New Delhi, Jul 17 (PTI) Expressing keenness to start live streaming of proceedings in at least some of the courts in the Supreme Court, Chief Justice of India (CJI) NV Ramana said on Saturday that citizens' right to know can be furthered by “de-mystifying' the justice delivery system and widening its gates through such access.
It is only on the backs of an informed citizenry that a representative democracy can survive and evolve, the CJI said and called for a pragmatic approach on the issue of live streaming of the proceedings that can sometimes be a “double-edged sword”.
“The people of India are bestowed with the right to know under the Constitution, which includes knowledge of the institutions that serve them. One way to further this right is to allow the people access to watch the functioning of these institutions,' Justice Ramana said while speaking at the formal launch of live court proceedings at Gujarat High Court.
'The purpose is to keep the public informed. It is only on the backs of an informed citizenry that a representative democracy can survive and evolve,” the CJI said.

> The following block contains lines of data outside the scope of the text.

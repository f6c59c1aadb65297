//! ID generation utilities for Stackmatch
//!
//! Provides millisecond timestamps and unique identifiers for telemetry events.

use rand::Rng;

/// Get current timestamp in milliseconds since Unix epoch
pub fn now_ms() -> i64 {
    std::time::SystemTime::now()
        .duration_since(std::time::UNIX_EPOCH)
        .unwrap()
        .as_millis() as i64
}

/// Generate a unique event ID
///
/// Format: `evt-{timestamp_ms}-{random_hex}`
/// Example: `evt-1738300800123-a1b2`
pub fn generate_event_id() -> String {
    let timestamp = now_ms();
    let random: u16 = rand::rng().random();
    format!("evt-{}-{:04x}", timestamp, random)
}
//! Gemini API client implementation
//!
//! Implements the AiClient trait against the Gemini REST API. Basic text
//! tasks go to the flash model; structured extraction goes to the pro model.

use std::time::Duration;

use async_trait::async_trait;
use reqwest::Client;
use serde_json::{Value, json};

use crate::error::{EngineError, Result};
use crate::llm::client::AiClient;

/// Gemini API base URL
const GEMINI_API_URL: &str = "https://generativelanguage.googleapis.com/v1beta/models";

/// Environment variable holding the API key
const API_KEY_ENV: &str = "GEMINI_API_KEY";

/// Default model for free-text generation
const DEFAULT_TEXT_MODEL: &str = "gemini-3-flash-preview";

/// Default model for structured extraction
const DEFAULT_REASONING_MODEL: &str = "gemini-3-pro-preview";

/// Fallback returned when the model produces no text
const EMPTY_GENERATION_FALLBACK: &str = "No response generated.";

/// Configuration for the Gemini client
#[derive(Debug, Clone)]
pub struct GeminiConfig {
    pub text_model: String,
    pub reasoning_model: String,
    pub timeout: Duration,
}

impl Default for GeminiConfig {
    fn default() -> Self {
        Self {
            text_model: DEFAULT_TEXT_MODEL.to_string(),
            reasoning_model: DEFAULT_REASONING_MODEL.to_string(),
            timeout: Duration::from_secs(120),
        }
    }
}

/// Gemini API client
pub struct GeminiClient {
    client: Client,
    api_key: String,
    config: GeminiConfig,
}

impl GeminiClient {
    /// Create a new Gemini client
    ///
    /// Reads GEMINI_API_KEY from the environment
    pub fn new(config: GeminiConfig) -> Result<Self> {
        let api_key = std::env::var(API_KEY_ENV)
            .map_err(|_| EngineError::Backend(format!("{} not set", API_KEY_ENV)))?;

        Self::with_api_key(api_key, config)
    }

    /// Create a client with an explicit API key
    pub fn with_api_key(api_key: String, config: GeminiConfig) -> Result<Self> {
        let client = Client::builder()
            .timeout(config.timeout)
            .build()
            .map_err(|e| EngineError::Backend(format!("Failed to create HTTP client: {}", e)))?;

        Ok(Self {
            client,
            api_key,
            config,
        })
    }

    /// Build the request body for a free-text generation call
    fn build_generate_request(&self, prompt: &str, context: &Value) -> Value {
        json!({
            "contents": [{
                "parts": [{
                    "text": format!("Context: {}\n\nPrompt: {}", context, prompt)
                }]
            }]
        })
    }

    /// Build the request body for a structured extraction call
    fn build_extract_request(&self, data: &Value, schema: &Value, instruction: &str) -> Value {
        json!({
            "contents": [{
                "parts": [{
                    "text": format!(
                        "Process this data according to the schema and instruction.\nInstruction: {}\nData: {}",
                        instruction, data
                    )
                }]
            }],
            "generationConfig": {
                "responseMimeType": "application/json",
                "responseSchema": schema
            }
        })
    }

    /// Concatenated text parts of the first candidate, if any
    fn response_text(body: &Value) -> Option<String> {
        let parts = body["candidates"][0]["content"]["parts"].as_array()?;
        let mut text = String::new();
        for part in parts {
            if let Some(t) = part["text"].as_str() {
                text.push_str(t);
            }
        }
        if text.is_empty() { None } else { Some(text) }
    }

    fn parse_generate_response(body: &Value) -> String {
        Self::response_text(body).unwrap_or_else(|| EMPTY_GENERATION_FALLBACK.to_string())
    }

    /// Parse a structured response body into JSON.
    ///
    /// An empty response degrades to an empty object, matching the backend's
    /// contract for schema-constrained output. Text that is not valid JSON
    /// surfaces as MalformedResponse carrying the raw text.
    fn parse_extract_response(body: &Value) -> Result<Value> {
        let text = Self::response_text(body).unwrap_or_default();
        let trimmed = text.trim();
        let json_str = if trimmed.is_empty() { "{}" } else { trimmed };
        serde_json::from_str(json_str)
            .map_err(|_| EngineError::MalformedResponse(trimmed.to_string()))
    }

    /// Send a request to the Gemini API
    async fn send_request(&self, model: &str, body: Value) -> Result<Value> {
        let url = format!("{}/{}:generateContent", GEMINI_API_URL, model);
        let response = self
            .client
            .post(&url)
            .header("x-goog-api-key", &self.api_key)
            .header("content-type", "application/json")
            .json(&body)
            .send()
            .await
            .map_err(|e| EngineError::Backend(format!("Request failed: {}", e)))?;

        let status = response.status();
        if !status.is_success() {
            let error_body = response
                .text()
                .await
                .unwrap_or_else(|_| "Unknown error".to_string());
            return Err(EngineError::Backend(format!(
                "API error {}: {}",
                status, error_body
            )));
        }

        response
            .json()
            .await
            .map_err(|e| EngineError::Backend(format!("Failed to parse response: {}", e)))
    }
}

#[async_trait]
impl AiClient for GeminiClient {
    async fn generate(&self, prompt: &str, context: Value) -> Result<String> {
        let body = self.build_generate_request(prompt, &context);
        let response = self.send_request(&self.config.text_model, body).await?;
        Ok(Self::parse_generate_response(&response))
    }

    async fn extract(&self, data: Value, schema: Value, instruction: &str) -> Result<Value> {
        let body = self.build_extract_request(&data, &schema, instruction);
        let response = self
            .send_request(&self.config.reasoning_model, body)
            .await?;
        Self::parse_extract_response(&response)
    }
}

impl std::fmt::Debug for GeminiClient {
    fn fmt(&self, f: &mut std::fmt::Formatter<'_>) -> std::fmt::Result {
        f.debug_struct("GeminiClient")
            .field("text_model", &self.config.text_model)
            .field("reasoning_model", &self.config.reasoning_model)
            .finish()
    }
}

#[cfg(test)]
mod tests {
    use super::*;

    fn test_client() -> GeminiClient {
        GeminiClient::with_api_key("test-key".to_string(), GeminiConfig::default()).unwrap()
    }

    #[test]
    fn test_config_default() {
        let config = GeminiConfig::default();
        assert_eq!(config.text_model, DEFAULT_TEXT_MODEL);
        assert_eq!(config.reasoning_model, DEFAULT_REASONING_MODEL);
        assert_eq!(config.timeout, Duration::from_secs(120));
    }

    #[test]
    fn test_build_generate_request() {
        let client = test_client();
        let context = json!({ "opsCompleted": 2 });
        let body = client.build_generate_request("Summarize this", &context);

        let text = body["contents"][0]["parts"][0]["text"].as_str().unwrap();
        assert!(text.starts_with("Context: "));
        assert!(text.contains("\"opsCompleted\":2"));
        assert!(text.ends_with("Prompt: Summarize this"));
        assert!(body.get("generationConfig").is_none());
    }

    #[test]
    fn test_build_extract_request() {
        let client = test_client();
        let schema = json!({ "type": "ARRAY", "items": { "type": "STRING" } });
        let body = client.build_extract_request(&json!([1, 2]), &schema, "List next steps.");

        let text = body["contents"][0]["parts"][0]["text"].as_str().unwrap();
        assert!(text.contains("Instruction: List next steps."));
        assert!(text.contains("Data: [1,2]"));
        assert_eq!(
            body["generationConfig"]["responseMimeType"],
            "application/json"
        );
        assert_eq!(body["generationConfig"]["responseSchema"], schema);
    }

    #[test]
    fn test_parse_generate_response_text() {
        let body = json!({
            "candidates": [{
                "content": {
                    "parts": [
                        { "text": "Executive " },
                        { "text": "summary." }
                    ]
                }
            }]
        });
        assert_eq!(
            GeminiClient::parse_generate_response(&body),
            "Executive summary."
        );
    }

    #[test]
    fn test_parse_generate_response_fallback() {
        let body = json!({ "candidates": [] });
        assert_eq!(
            GeminiClient::parse_generate_response(&body),
            EMPTY_GENERATION_FALLBACK
        );
    }

    #[test]
    fn test_parse_extract_response_ok() {
        let body = json!({
            "candidates": [{
                "content": {
                    "parts": [{ "text": "{\"isRelevant\": true, \"riskLevel\": \"low\"}" }]
                }
            }]
        });
        let value = GeminiClient::parse_extract_response(&body).unwrap();
        assert_eq!(value["isRelevant"], true);
        assert_eq!(value["riskLevel"], "low");
    }

    #[test]
    fn test_parse_extract_response_empty_degrades_to_object() {
        let body = json!({ "candidates": [] });
        let value = GeminiClient::parse_extract_response(&body).unwrap();
        assert_eq!(value, json!({}));
    }

    #[test]
    fn test_parse_extract_response_malformed() {
        let body = json!({
            "candidates": [{
                "content": { "parts": [{ "text": "definitely not json" }] }
            }]
        });
        let err = GeminiClient::parse_extract_response(&body).unwrap_err();
        assert!(
            matches!(err, EngineError::MalformedResponse(ref raw) if raw == "definitely not json")
        );
    }

    #[test]
    fn test_debug_hides_api_key() {
        let client = test_client();
        let debug_str = format!("{:?}", client);
        assert!(debug_str.contains("GeminiClient"));
        assert!(!debug_str.contains("test-key"));
    }

    #[test]
    fn test_send_sync() {
        fn assert_send_sync<T: Send + Sync>() {}
        assert_send_sync::<GeminiClient>();
    }
}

He said the constitutional courts, the Supreme Court and high courts, and the “largest democratic republic in the world” are the guardians of the constitutional mandate and for public confidence and faith to reach new heights, it is imperative for us to “widen the gates of justice”.
Justice Ramana said given the advancement in technology, live streaming from the apex court could be rolled out cost-effectively without imposing much of a burden on the exchequer.

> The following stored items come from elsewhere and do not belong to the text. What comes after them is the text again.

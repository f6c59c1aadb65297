//! Partner selections and their AI-derived annotations.

use serde::{Deserialize, Serialize};
use serde_json::Value;

use crate::id::now_ms;

/// Risk classification returned by the backend for one selection
#[derive(Debug, Clone, Copy, PartialEq, Eq, Serialize, Deserialize)]
#[serde(rename_all = "lowercase")]
pub enum RiskLevel {
    Low,
    Med,
    High,
    /// Sentinel for a verdict that could not be parsed
    #[serde(other)]
    Unknown,
}

impl std::fmt::Display for RiskLevel {
    fn fmt(&self, f: &mut std::fmt::Formatter<'_>) -> std::fmt::Result {
        let s = match self {
            RiskLevel::Low => "low",
            RiskLevel::Med => "med",
            RiskLevel::High => "high",
            RiskLevel::Unknown => "unknown",
        };
        write!(f, "{}", s)
    }
}

/// One user choice: a partner option within a category.
///
/// The pair (category, value) is the caller-visible identity; annotations
/// never mutate it.
#[derive(Debug, Clone, PartialEq, Eq, Serialize, Deserialize)]
pub struct Selection {
    /// Category key, e.g. `paymentGateway`
    pub category: String,
    /// Chosen option, e.g. `Stripe`
    pub value: String,
}

impl Selection {
    pub fn new(category: impl Into<String>, value: impl Into<String>) -> Self {
        Self {
            category: category.into(),
            value: value.into(),
        }
    }
}

/// Structured verdict for one selection.
///
/// Field names mirror the response schema sent to the backend.
#[derive(Debug, Clone, Copy, PartialEq, Eq, Serialize, Deserialize)]
#[serde(rename_all = "camelCase")]
pub struct RiskVerdict {
    /// Whether the selection is strategically sound
    pub is_relevant: bool,
    pub risk_level: RiskLevel,
}

impl RiskVerdict {
    /// Sentinel substituted when a structured response cannot be parsed
    pub fn sentinel() -> Self {
        Self {
            is_relevant: false,
            risk_level: RiskLevel::Unknown,
        }
    }
}

/// A selection augmented with backend-derived annotations.
#[derive(Debug, Clone, PartialEq, Serialize, Deserialize)]
pub struct AnnotatedSelection {
    #[serde(flatten)]
    pub selection: Selection,
    /// Whether the backend judged the selection strategically sound
    pub relevant: bool,
    pub risk: RiskLevel,
    /// Derived tags; currently the risk level
    pub tags: Vec<String>,
    /// Unix timestamp in milliseconds when the annotation was produced
    pub processed_at: i64,
    /// Raw structured verdict as returned by the backend
    pub verdict: Value,
}

impl AnnotatedSelection {
    /// Attach a verdict to a selection, preserving its identity fields
    pub fn from_verdict(selection: Selection, verdict: RiskVerdict, raw: Value) -> Self {
        Self {
            selection,
            relevant: verdict.is_relevant,
            risk: verdict.risk_level,
            tags: vec![verdict.risk_level.to_string()],
            processed_at: now_ms(),
            verdict: raw,
        }
    }
}
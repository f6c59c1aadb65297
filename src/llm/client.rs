//! AI backend trait definition.

use async_trait::async_trait;
use serde_json::Value;

use crate::error::Result;

/// The backend collaborator contract.
///
/// Both calls are single-shot: they either return a value or fail, and are
/// never retried here. Protection against a failing backend is the circuit
/// breaker's job, not the client's.
#[async_trait]
pub trait AiClient: Send + Sync {
    /// Generate free text from a prompt and auxiliary context
    async fn generate(&self, prompt: &str, context: Value) -> Result<String>;

    /// Process `data` according to `instruction`, returning structured output
    /// conforming to `schema`
    async fn extract(&self, data: Value, schema: Value, instruction: &str) -> Result<Value>;
}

The CJI said he was working out the logistics besides arriving at the “consensus of the full court”.
“It is high time for de-mystifying the justice delivery system in the country and furthering access through open courts. Access to justice will become a true reality when litigants and interested parties get to witness, understand and comprehend justice dispensation first hand,” CJI Ramana said.
Stressing on the need for live streaming the court proceedings, he said currently, the public obtains information through the media which sometimes leads to misinterpretation.

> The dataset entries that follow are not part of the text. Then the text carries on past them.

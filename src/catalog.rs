//! Static partner catalog - the known categories and options per category.
//!
//! The catalog is advisory: the engine processes any selection, known or not.
//! The CLI uses it to list choices and to warn about unrecognized ones.

use serde::{Deserialize, Serialize};

/// Product base URL, attached as context to summarization calls
pub const PRODUCT_URL: &str = "citibankdemobusiness.dev";
/// Product display name
pub const PRODUCT_NAME: &str = "Citibank Demo Business Inc";

/// The onboarding categories a partner can be selected in
#[derive(Debug, Clone, Copy, PartialEq, Eq, Serialize, Deserialize)]
pub enum PartnerCategory {
    CreditCardProcessing,
    ECommercePlatform,
    PaymentGateway,
    CloudProvider,
    AiPlatform,
    CrmSystem,
    HrmSystem,
    CyberSecurity,
    ProjectManagement,
    Blockchain,
}

impl PartnerCategory {
    pub const ALL: [PartnerCategory; 10] = [
        PartnerCategory::CreditCardProcessing,
        PartnerCategory::ECommercePlatform,
        PartnerCategory::PaymentGateway,
        PartnerCategory::CloudProvider,
        PartnerCategory::AiPlatform,
        PartnerCategory::CrmSystem,
        PartnerCategory::HrmSystem,
        PartnerCategory::CyberSecurity,
        PartnerCategory::ProjectManagement,
        PartnerCategory::Blockchain,
    ];

    /// Category key as it appears in selection files
    pub fn key(&self) -> &'static str {
        match self {
            PartnerCategory::CreditCardProcessing => "creditCardProcessing",
            PartnerCategory::ECommercePlatform => "eCommercePlatform",
            PartnerCategory::PaymentGateway => "paymentGateway",
            PartnerCategory::CloudProvider => "cloudProvider",
            PartnerCategory::AiPlatform => "aiPlatform",
            PartnerCategory::CrmSystem => "crmSystem",
            PartnerCategory::HrmSystem => "hrmSystem",
            PartnerCategory::CyberSecurity => "cyberSecuritySolution",
            PartnerCategory::ProjectManagement => "projectManagement",
            PartnerCategory::Blockchain => "blockchainService",
        }
    }

    /// Human-readable category name
    pub fn label(&self) -> &'static str {
        match self {
            PartnerCategory::CreditCardProcessing => "Credit Card Processing",
            PartnerCategory::ECommercePlatform => "E-Commerce Platform",
            PartnerCategory::PaymentGateway => "Payment Gateway",
            PartnerCategory::CloudProvider => "Cloud Provider",
            PartnerCategory::AiPlatform => "AI Platform",
            PartnerCategory::CrmSystem => "CRM System",
            PartnerCategory::HrmSystem => "HRM System",
            PartnerCategory::CyberSecurity => "Cyber Security Solution",
            PartnerCategory::ProjectManagement => "Project Management",
            PartnerCategory::Blockchain => "Blockchain Service",
        }
    }

    /// Known partner options for this category
    pub fn options(&self) -> &'static [&'static str] {
        match self {
            PartnerCategory::CreditCardProcessing => &["Stripe", "PayPal", "Adyen"],
            PartnerCategory::ECommercePlatform => &["Shopify", "WooCommerce", "SquareSpace"],
            PartnerCategory::PaymentGateway => &["Plaid", "Stripe", "Marqeta"],
            PartnerCategory::CloudProvider => &["Azure", "GoogleCloud", "AWS"],
            PartnerCategory::AiPlatform => &["Gemini", "ChatGPT", "HuggingFace"],
            PartnerCategory::CrmSystem => &["Salesforce", "HubSpot", "ZohoCRM"],
            PartnerCategory::HrmSystem => &["Workday", "ADP", "Gusto"],
            PartnerCategory::CyberSecurity => &["PaloAltoNetworks", "Fortinet", "CrowdStrike"],
            PartnerCategory::ProjectManagement => &["Jira", "Asana", "Trello"],
            PartnerCategory::Blockchain => &["Ethereum", "Hyperledger", "Cardano"],
        }
    }

    /// Look a category up by its key
    pub fn from_key(key: &str) -> Option<Self> {
        Self::ALL.into_iter().find(|c| c.key() == key)
    }
}

/// Whether a (category, value) pair is listed in the catalog
pub fn is_known(category: &str, value: &str) -> bool {
    PartnerCategory::from_key(category)
        .map(|c| c.options().contains(&value))
        .unwrap_or(false)
}

#[cfg(test)]
mod tests {
    use super::*;

    #[test]
    fn test_all_categories_have_options() {
        for category in PartnerCategory::ALL {
            assert!(!category.options().is_empty(), "{:?}", category);
            assert!(!category.key().is_empty());
            assert!(!category.label().is_empty());
        }
    }

    #[test]
    fn test_from_key_roundtrip() {
        for category in PartnerCategory::ALL {
            assert_eq!(PartnerCategory::from_key(category.key()), Some(category));
        }
        assert_eq!(PartnerCategory::from_key("unknownKey"), None);
    }

    #[test]
    fn test_is_known() {
        assert!(is_known("paymentGateway", "Stripe"));
        assert!(is_known("cyberSecuritySolution", "CrowdStrike"));
        assert!(!is_known("paymentGateway", "NotAGateway"));
        assert!(!is_known("nope", "Stripe"));
    }

    #[test]
    fn test_keys_are_unique() {
        let mut keys: Vec<&str> = PartnerCategory::ALL.iter().map(|c| c.key()).collect();
        keys.sort();
        keys.dedup();
        assert_eq!(keys.len(), PartnerCategory::ALL.len());
    }
}
//! CLI module for stackmatch - command-line interface and subcommands.

pub mod commands;

pub use commands::Cli;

“In effect, the information from the courts is being filtered by agents of transmission. In the process, there is sometimes a transmission loss leading to misinterpretation of questions asked and observations made by the bench, due to the absence of context.
'Vested interests are eager to amplify these misinterpretations in order to embarrass or discredit the institution,” he said.
Through such direct access, the people can get first-hand information about the entire proceedings and the opinions of the judges, leaving little room for any mischief, he said.
The CJI said live streaming the proceedings was a step in the right direction but one must tread the path with caution.
“At times, live streaming of proceedings may become a double-edged sword. However, judges might feel the pressure of public scrutiny, which may ultimately result in a stressful environment that may not be conducive to justice dispensation.
'A judge must remember, even if justice commands standing up against the popular perception, he must do so out of his commitment to the oath he took under the Constitution,” he said.
A judge cannot be swayed by popular opinion and as a repository of people’s faith, a judge cannot afford to lose objectivity, he said.
The CJI had a word of caution for lawyers saying that with the increasing access, they should not go after publicity, rather they must ensure to put in all possible efforts to protect the best interests of clients.
Even after 74 years of independence, many incorrect notions still prevailed in the minds of the public, which hinder access to justice by discouraging people to seek redressal of their rights, he said.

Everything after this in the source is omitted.